# Exercise goal
Please find the lines in the entries below that contain the word "conditions", and copy each one.
──────── Records for the exercise
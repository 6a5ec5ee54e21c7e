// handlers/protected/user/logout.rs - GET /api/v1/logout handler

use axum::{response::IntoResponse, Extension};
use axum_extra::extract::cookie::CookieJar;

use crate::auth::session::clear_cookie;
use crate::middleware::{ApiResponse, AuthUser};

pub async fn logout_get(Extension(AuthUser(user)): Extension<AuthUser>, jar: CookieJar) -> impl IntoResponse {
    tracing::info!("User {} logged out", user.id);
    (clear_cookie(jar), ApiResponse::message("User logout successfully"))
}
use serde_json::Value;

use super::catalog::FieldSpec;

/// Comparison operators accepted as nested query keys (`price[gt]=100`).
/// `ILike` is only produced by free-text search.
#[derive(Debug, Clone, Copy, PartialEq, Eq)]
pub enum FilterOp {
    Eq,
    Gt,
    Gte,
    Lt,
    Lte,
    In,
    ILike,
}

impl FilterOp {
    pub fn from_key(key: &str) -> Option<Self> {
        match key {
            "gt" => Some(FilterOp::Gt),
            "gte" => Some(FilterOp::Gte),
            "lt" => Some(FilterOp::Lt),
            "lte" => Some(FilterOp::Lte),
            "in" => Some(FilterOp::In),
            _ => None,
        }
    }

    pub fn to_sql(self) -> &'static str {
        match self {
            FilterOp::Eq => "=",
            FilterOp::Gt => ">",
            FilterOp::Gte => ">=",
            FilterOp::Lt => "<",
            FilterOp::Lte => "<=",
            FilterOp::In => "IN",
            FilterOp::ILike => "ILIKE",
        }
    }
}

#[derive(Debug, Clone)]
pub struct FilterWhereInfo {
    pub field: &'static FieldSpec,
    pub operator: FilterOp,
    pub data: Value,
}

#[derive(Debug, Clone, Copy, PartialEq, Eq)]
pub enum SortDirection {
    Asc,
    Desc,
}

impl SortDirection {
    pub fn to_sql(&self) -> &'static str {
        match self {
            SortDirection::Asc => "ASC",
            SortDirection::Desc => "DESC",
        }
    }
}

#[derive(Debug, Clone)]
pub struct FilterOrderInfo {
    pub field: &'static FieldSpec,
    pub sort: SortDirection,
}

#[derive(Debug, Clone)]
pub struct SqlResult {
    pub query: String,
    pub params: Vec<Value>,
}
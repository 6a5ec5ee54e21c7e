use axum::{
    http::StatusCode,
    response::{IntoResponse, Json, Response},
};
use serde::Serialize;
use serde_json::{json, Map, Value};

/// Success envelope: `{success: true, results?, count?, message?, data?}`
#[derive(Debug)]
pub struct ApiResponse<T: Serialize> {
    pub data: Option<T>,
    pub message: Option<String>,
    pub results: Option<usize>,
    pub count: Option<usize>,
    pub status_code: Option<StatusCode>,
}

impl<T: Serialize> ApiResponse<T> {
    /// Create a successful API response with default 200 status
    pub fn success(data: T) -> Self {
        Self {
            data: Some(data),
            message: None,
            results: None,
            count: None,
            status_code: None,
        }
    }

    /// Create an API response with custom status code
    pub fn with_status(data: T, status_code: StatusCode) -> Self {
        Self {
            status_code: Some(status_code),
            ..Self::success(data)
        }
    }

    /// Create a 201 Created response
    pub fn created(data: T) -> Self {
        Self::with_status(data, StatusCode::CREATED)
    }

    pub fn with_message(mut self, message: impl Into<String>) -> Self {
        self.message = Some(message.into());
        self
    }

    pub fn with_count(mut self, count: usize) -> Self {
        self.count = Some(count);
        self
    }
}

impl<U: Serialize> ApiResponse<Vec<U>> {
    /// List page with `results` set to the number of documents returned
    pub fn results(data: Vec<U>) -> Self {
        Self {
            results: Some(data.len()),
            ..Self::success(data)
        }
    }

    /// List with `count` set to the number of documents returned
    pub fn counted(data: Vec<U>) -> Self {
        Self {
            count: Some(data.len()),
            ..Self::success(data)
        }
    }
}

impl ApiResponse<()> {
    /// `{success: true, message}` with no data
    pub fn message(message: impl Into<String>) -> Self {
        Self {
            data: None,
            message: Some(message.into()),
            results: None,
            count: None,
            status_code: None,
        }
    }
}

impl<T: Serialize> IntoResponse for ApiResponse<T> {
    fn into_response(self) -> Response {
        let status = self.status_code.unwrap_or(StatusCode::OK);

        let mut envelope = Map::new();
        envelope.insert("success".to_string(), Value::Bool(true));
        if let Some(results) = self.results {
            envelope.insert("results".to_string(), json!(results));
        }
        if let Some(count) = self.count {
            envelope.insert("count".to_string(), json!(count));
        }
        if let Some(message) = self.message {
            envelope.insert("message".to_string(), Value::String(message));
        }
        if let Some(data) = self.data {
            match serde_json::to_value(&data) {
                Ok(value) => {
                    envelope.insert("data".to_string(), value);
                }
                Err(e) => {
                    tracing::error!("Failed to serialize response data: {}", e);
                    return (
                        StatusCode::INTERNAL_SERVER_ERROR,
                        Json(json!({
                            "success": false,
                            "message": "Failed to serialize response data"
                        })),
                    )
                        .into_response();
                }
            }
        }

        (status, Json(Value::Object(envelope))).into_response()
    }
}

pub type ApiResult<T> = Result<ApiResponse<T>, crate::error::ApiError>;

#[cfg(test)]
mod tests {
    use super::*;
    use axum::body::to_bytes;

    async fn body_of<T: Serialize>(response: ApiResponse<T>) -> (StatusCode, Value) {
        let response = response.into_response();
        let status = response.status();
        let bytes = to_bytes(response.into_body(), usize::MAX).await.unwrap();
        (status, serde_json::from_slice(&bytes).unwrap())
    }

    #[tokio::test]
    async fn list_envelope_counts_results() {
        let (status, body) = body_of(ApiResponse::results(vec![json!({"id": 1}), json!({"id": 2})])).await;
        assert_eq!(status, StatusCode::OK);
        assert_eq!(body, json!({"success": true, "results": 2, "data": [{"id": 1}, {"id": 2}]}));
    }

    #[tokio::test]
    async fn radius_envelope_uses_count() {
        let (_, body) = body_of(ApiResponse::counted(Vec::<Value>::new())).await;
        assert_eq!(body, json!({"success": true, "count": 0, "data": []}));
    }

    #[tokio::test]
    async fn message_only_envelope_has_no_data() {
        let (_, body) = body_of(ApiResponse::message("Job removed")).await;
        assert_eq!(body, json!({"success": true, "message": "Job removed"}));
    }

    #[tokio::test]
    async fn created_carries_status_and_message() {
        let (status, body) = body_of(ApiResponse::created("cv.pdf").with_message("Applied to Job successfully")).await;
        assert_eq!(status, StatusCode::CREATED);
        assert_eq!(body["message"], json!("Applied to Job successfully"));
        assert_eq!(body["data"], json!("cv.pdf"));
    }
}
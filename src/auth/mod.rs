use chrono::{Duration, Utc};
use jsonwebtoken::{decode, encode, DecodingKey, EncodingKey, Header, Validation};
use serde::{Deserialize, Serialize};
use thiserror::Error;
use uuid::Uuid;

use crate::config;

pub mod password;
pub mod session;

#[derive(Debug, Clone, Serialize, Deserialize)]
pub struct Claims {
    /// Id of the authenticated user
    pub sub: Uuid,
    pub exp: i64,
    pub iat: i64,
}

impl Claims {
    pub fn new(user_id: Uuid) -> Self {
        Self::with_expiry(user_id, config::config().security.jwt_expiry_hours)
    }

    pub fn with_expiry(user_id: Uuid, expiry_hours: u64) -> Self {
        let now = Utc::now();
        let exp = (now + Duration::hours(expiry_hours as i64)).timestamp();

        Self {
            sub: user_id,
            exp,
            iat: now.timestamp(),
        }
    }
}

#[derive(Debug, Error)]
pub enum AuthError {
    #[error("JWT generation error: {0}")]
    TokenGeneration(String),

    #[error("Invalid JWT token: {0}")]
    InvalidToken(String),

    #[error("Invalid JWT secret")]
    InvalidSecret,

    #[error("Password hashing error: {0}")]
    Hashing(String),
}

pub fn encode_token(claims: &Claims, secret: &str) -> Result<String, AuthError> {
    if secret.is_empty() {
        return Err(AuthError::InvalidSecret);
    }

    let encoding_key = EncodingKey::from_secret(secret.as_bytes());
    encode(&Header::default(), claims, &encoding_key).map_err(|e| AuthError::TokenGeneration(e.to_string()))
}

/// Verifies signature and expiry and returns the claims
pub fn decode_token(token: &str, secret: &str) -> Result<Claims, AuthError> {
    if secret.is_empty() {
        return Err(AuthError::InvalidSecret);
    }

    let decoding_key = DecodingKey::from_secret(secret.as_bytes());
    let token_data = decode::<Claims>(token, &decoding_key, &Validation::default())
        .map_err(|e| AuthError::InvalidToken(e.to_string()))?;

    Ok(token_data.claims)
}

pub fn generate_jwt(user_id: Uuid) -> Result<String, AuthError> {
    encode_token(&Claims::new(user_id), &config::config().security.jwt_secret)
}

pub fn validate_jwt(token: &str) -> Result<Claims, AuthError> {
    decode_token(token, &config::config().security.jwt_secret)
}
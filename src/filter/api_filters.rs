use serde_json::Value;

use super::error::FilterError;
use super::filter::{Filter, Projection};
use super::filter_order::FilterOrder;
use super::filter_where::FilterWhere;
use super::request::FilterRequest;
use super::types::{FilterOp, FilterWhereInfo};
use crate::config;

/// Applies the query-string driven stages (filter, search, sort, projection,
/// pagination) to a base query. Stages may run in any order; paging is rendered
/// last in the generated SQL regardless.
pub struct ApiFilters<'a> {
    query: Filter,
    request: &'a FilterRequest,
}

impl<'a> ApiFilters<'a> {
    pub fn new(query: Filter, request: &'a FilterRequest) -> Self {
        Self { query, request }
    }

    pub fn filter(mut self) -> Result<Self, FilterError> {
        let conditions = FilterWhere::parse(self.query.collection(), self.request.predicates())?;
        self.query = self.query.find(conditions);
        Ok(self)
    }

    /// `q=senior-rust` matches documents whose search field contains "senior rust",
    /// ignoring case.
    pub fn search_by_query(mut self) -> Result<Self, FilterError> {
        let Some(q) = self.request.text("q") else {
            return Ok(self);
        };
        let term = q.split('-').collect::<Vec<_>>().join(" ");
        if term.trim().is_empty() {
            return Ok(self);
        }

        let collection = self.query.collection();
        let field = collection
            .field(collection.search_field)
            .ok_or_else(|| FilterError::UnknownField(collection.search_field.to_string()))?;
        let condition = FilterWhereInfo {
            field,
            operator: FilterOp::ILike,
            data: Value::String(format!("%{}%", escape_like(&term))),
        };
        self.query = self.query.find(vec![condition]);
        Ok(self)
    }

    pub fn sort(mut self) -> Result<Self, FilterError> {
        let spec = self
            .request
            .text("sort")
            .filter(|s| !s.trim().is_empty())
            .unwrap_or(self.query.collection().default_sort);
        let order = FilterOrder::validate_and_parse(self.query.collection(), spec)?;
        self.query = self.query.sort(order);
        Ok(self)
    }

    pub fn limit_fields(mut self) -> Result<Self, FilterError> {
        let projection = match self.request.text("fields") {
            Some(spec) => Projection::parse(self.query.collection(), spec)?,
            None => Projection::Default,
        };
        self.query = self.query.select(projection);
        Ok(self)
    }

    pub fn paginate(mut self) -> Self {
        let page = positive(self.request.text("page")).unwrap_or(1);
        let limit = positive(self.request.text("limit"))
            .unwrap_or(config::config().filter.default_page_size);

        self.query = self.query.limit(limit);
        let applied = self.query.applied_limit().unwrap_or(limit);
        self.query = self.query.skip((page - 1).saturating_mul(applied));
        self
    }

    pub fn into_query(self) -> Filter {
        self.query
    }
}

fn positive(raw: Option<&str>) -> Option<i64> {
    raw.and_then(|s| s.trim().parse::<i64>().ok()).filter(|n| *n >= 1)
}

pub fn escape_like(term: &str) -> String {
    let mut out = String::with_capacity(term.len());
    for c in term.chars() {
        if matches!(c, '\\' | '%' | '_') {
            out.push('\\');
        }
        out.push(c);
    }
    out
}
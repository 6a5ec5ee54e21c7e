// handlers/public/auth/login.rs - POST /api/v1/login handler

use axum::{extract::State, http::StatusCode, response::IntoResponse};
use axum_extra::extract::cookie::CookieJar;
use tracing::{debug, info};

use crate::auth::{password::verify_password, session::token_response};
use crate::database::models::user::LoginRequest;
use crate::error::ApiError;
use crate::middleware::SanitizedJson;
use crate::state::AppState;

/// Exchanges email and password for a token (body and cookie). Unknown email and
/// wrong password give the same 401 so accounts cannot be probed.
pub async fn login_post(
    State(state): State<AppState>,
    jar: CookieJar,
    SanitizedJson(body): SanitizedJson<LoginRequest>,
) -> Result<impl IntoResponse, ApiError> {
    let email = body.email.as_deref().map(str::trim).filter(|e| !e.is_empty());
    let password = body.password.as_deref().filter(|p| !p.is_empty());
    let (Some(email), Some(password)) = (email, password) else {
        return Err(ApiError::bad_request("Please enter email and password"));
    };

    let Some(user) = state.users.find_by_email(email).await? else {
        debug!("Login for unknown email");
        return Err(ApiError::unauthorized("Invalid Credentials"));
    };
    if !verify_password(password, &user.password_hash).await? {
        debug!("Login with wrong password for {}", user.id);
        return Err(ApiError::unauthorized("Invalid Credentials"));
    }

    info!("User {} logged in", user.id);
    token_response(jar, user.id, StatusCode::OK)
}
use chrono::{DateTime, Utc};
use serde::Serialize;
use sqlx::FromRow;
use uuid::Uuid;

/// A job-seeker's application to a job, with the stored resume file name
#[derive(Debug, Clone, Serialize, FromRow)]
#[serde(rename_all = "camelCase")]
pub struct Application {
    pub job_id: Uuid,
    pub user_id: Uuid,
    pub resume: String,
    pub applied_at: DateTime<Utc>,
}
────────────────
# Task output
        let conditions = FilterWhere::parse(self.query.collection(), self.request.predicates())?;
        self.query = self.query.find(conditions);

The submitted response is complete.